A inclusão dos bioinsumos no Programa Especial de Sustentabilidade da Indústria Química (Profert) amplia o alcance da política de estímulo à produção nacional de fertilizantes e abre novas possibilidades de investimento para um dos segmentos que mais crescem no agronegócio brasileiro.
Com as novas regras, indústrias de bioinsumos e biofertilizantes passam a ser contempladas entre as empresas que poderão acessar mecanismos de incentivo industrial, financiamento e investimentos. A medida também busca reduzir a dependência brasileira de produtos importados e fortalecer a produção nacional de insumos estratégicos para a agricultura.
Segundo o assessor jurídico da Associação Brasileira das Indústrias de Bioinsumos (Abinbio), Rodrigo Ribeiro de Souza, a aprovação representa um estímulo à indústria nacional e pode favorecer investimentos em pesquisa, desenvolvimento e inovação.
“É um incentivo para a indústria brasileira, para que o país deixe de depender de fertilizantes importados, com o estabelecimento de uma política industrial permanente”, afirmou. Segundo ele, a iniciativa também poderá contribuir para o fortalecimento do setor brasileiro de bioinsumos.
A avaliação é de que a inclusão do segmento no Profert vai além de reconhecer os produtos biológicos como complemento aos fertilizantes tradicionais. Na prática, as empresas passam a integrar formalmente uma política industrial voltada ao desenvolvimento da cadeia de insumos agrícolas.
O avanço ocorre em meio à expansão do mercado brasileiro de produtos biológicos.
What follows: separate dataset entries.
//! Dialect-neutral result rows.

use chrono::{DateTime, NaiveDateTime, Utc};

use crate::error::Error;
use crate::value::Value;

/// A row of data as column name → value pairs, in SELECT order.
#[derive(Debug, Clone, PartialEq, Default)]
pub struct Row {
    columns: Vec<(String, Value)>,
}

impl Row {
    pub fn new(columns: Vec<(String, Value)>) -> Self {
        Self { columns }
    }

    /// Look up a column by name.
    pub fn get(&self, name: &str) -> Option<&Value> {
        self.columns
            .iter()
            .find(|(n, _)| n == name)
            .map(|(_, v)| v)
    }

    fn read_error(&self, column: &str) -> Error {
        Error::ColumnRead {
            column: column.to_string(),
        }
    }

    /// Read a non-null text column.
    pub fn try_str(&self, name: &str) -> Result<&str, Error> {
        match self.get(name) {
            Some(Value::String(s)) => Ok(s),
            _ => Err(self.read_error(name)),
        }
    }

    /// Read a nullable text column.
    pub fn opt_str(&self, name: &str) -> Result<Option<&str>, Error> {
        match self.get(name) {
            Some(Value::Null) | None => Ok(None),
            Some(Value::String(s)) => Ok(Some(s)),
            _ => Err(self.read_error(name)),
        }
    }

    /// Read a non-null integer column, widening 32-bit values.
    pub fn try_i64(&self, name: &str) -> Result<i64, Error> {
        match self.get(name) {
            Some(Value::I32(v)) => Ok(i64::from(*v)),
            Some(Value::I64(v)) => Ok(*v),
            _ => Err(self.read_error(name)),
        }
    }

    /// Read a nullable integer column.
    pub fn opt_i64(&self, name: &str) -> Result<Option<i64>, Error> {
        match self.get(name) {
            Some(Value::Null) | None => Ok(None),
            _ => self.try_i64(name).map(Some),
        }
    }

    /// Read a boolean column. SQLite and MySQL report booleans as 0/1
    /// integers.
    pub fn try_bool(&self, name: &str) -> Result<bool, Error> {
        match self.get(name) {
            Some(Value::Bool(v)) => Ok(*v),
            Some(Value::I32(v)) => Ok(*v != 0),
            Some(Value::I64(v)) => Ok(*v != 0),
            _ => Err(self.read_error(name)),
        }
    }

    /// Read a timestamp column. Text values are parsed as RFC 3339, with a
    /// fallback for the `YYYY-MM-DD HH:MM:SS` shape SQL timestamp defaults
    /// produce.
    pub fn try_timestamp(&self, name: &str) -> Result<DateTime<Utc>, Error> {
        match self.get(name) {
            Some(Value::Timestamp(ts)) => Ok(*ts),
            Some(Value::String(s)) => parse_timestamp(s).ok_or_else(|| self.read_error(name)),
            _ => Err(self.read_error(name)),
        }
    }
}

fn parse_timestamp(s: &str) -> Option<DateTime<Utc>> {
    if let Ok(ts) = DateTime::parse_from_rfc3339(s) {
        return Some(ts.with_timezone(&Utc));
    }
    NaiveDateTime::parse_from_str(s, "%Y-%m-%d %H:%M:%S")
        .ok()
        .map(|naive| DateTime::from_naive_utc_and_offset(naive, Utc))
}

/// Result of executing a query.
#[derive(Debug, Clone, Default)]
pub struct QueryOutput {
    /// Result rows (empty for plain DML).
    pub rows: Vec<Row>,

    /// Number of rows returned, or affected for DML.
    pub row_count: u64,
}

impl QueryOutput {
    pub fn empty() -> Self {
        Self::default()
    }

    pub fn from_rows(rows: Vec<Row>) -> Self {
        let row_count = rows.len() as u64;
        Self { rows, row_count }
    }

    pub fn affected(row_count: u64) -> Self {
        Self {
            rows: Vec::new(),
            row_count,
        }
    }
}

#[cfg(test)]
mod tests {
    use super::*;

    #[test]
    fn test_accessors() {
        let row = Row::new(vec![
            ("id".into(), Value::String("w1".into())),
            ("name".into(), Value::Null),
            ("support_count".into(), Value::I32(3)),
            ("is_supported".into(), Value::I64(1)),
        ]);
        assert_eq!(row.try_str("id").unwrap(), "w1");
        assert_eq!(row.opt_str("name").unwrap(), None);
        assert_eq!(row.try_i64("support_count").unwrap(), 3);
        assert!(row.try_bool("is_supported").unwrap());
        assert!(row.try_str("missing").is_err());
    }

    #[test]
    fn test_timestamp_parsing() {
        let row = Row::new(vec![
            ("a".into(), Value::String("2026-08-07T10:30:00Z".into())),
            ("b".into(), Value::String("2026-08-07 10:30:00".into())),
            ("c".into(), Value::String("not a date".into())),
        ]);
        let a = row.try_timestamp("a").unwrap();
        let b = row.try_timestamp("b").unwrap();
        assert_eq!(a, b);
        assert!(row.try_timestamp("c").is_err());
    }
}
Dados da consultoria DunhamTrimmer International Bio Intelligence indicam que o setor de bioinsumos e biofertilizantes já movimenta mais de US$ 1,5 bilhão no país e poderá superar US$ 3 bilhões até 2030.
Para o vice-presidente de Desenvolvimento de Negócios para a América Latina da consultoria, Ignacio Moyano, o segmento passa por uma transformação estrutural e tende a ganhar ainda mais espaço na agricultura.
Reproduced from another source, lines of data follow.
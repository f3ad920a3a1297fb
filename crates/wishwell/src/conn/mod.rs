//! Database connections.
//!
//! A [`Connection`] executes `(sql, params)` against a concrete database
//! and owns pooling/transport. Three families exist: a deadpool-backed
//! Postgres pool, a single-file SQLite handle, and a mysql_async pool.
//! The trait returns boxed futures so it stays usable as a trait object
//! behind `Arc<dyn Connection>`.

use std::future::Future;
use std::pin::Pin;
use std::sync::Arc;

use wishwell_sql::Dialect;

use crate::config::DatabaseConfig;
use crate::row::QueryOutput;
use crate::value::Value;
use crate::Result;

mod mysql;
mod postgres;
mod sqlite;

pub use mysql::MySqlConnection;
pub use postgres::PgConnection;
pub use sqlite::SqliteConnection;

/// A database connection (or pool of them).
pub trait Connection: Send + Sync {
    /// The dialect this connection's database speaks.
    fn dialect(&self) -> Dialect;

    /// Execute a query, returning rows and a row count (affected rows for
    /// plain DML).
    fn query<'a>(
        &'a self,
        sql: &'a str,
        params: &'a [Value],
    ) -> Pin<Box<dyn Future<Output = Result<QueryOutput>> + Send + 'a>>;

    /// Create the application schema for this connection's dialect.
    fn initialize_database(&self) -> Pin<Box<dyn Future<Output = Result<()>> + Send + '_>>;

    /// Release pooled connections. Further queries are undefined.
    fn close(&self) -> Pin<Box<dyn Future<Output = Result<()>> + Send + '_>>;
}

/// Open a connection for the configured dialect.
pub async fn connect(config: &DatabaseConfig) -> Result<Arc<dyn Connection>> {
    match config.dialect {
        Dialect::Postgres => Ok(Arc::new(PgConnection::connect(config)?)),
        Dialect::MySql => Ok(Arc::new(MySqlConnection::connect(config)?)),
        Dialect::Sqlite => Ok(Arc::new(SqliteConnection::open(config)?)),
    }
}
“Prevemos que estamos entrando em um processo de mudança significativa, que estabelecerá o segmento de biofertilizantes como um dos mais inovadores e de crescimento mais acelerado da agricultura global”, afirmou.
A expectativa é de que o Profert ajude a acelerar esse movimento, oferecendo condições para que empresas ampliem unidades produtivas, desenvolvam novas tecnologias e aumentem investimentos em pesquisa voltada às necessidades da agricultura brasileira.
O programa também estabelece critérios ambientais e de desenvolvimento local para a concessão dos benefícios. Entre as exigências estão medidas relacionadas à redução das emissões de gases de efeito estufa, fator que pode ampliar a busca por tecnologias agrícolas de menor impacto ambiental.
Mercado mundial também está em expansão
A ampliação do setor brasileiro ocorre em um cenário de crescimento internacional dos insumos biológicos. A DunhamTrimmer estima que o mercado mundial do segmento avance cerca de 10% entre 2025 e 2030, alcançando aproximadamente US$ 25 bilhões ao fim da década.
Na América Latina, a expansão projetada é ainda maior, próxima de 14%, com o Brasil ocupando posição de destaque por causa do tamanho de sua produção agropecuária e da crescente utilização de tecnologias biológicas nas lavouras.
Para a Abinbio, o Profert também amplia o conceito de segurança no fornecimento de insumos agrícolas. Além dos fertilizantes minerais, tecnologias biológicas passam a ser reconhecidas como parte estratégica da estrutura necessária para sustentar a produção agropecuária brasileira.
O movimento acompanha a procura dos produtores por alternativas capazes de complementar ou substituir parcialmente insumos convencionais, especialmente diante da busca por maior eficiência produtiva, sustentabilidade e redução da dependência externa.
Relatora da proposta no Senado, a senadora Tereza Cristina destacou que o fortalecimento da produção interna possui reflexos que vão além do agronegócio.
“A redução dessa dependência é relevante não apenas para a política agrícola, mas também para a segurança alimentar e nutricional, a estabilidade econômica e a resiliência das cadeias de abastecimento do agronegócio brasileiro”, afirmou.
Com a inclusão dos bioinsumos, o Profert deixa de atuar exclusivamente como instrumento de incentivo à fabricação de fertilizantes convencionais e passa a abranger uma cadeia considerada estratégica para a inovação no campo.
Para representantes do setor, o programa poderá fortalecer empresas brasileiras, ampliar a capacidade tecnológica instalada no país e reduzir a vulnerabilidade do agronegócio às oscilações do mercado internacional de insumos.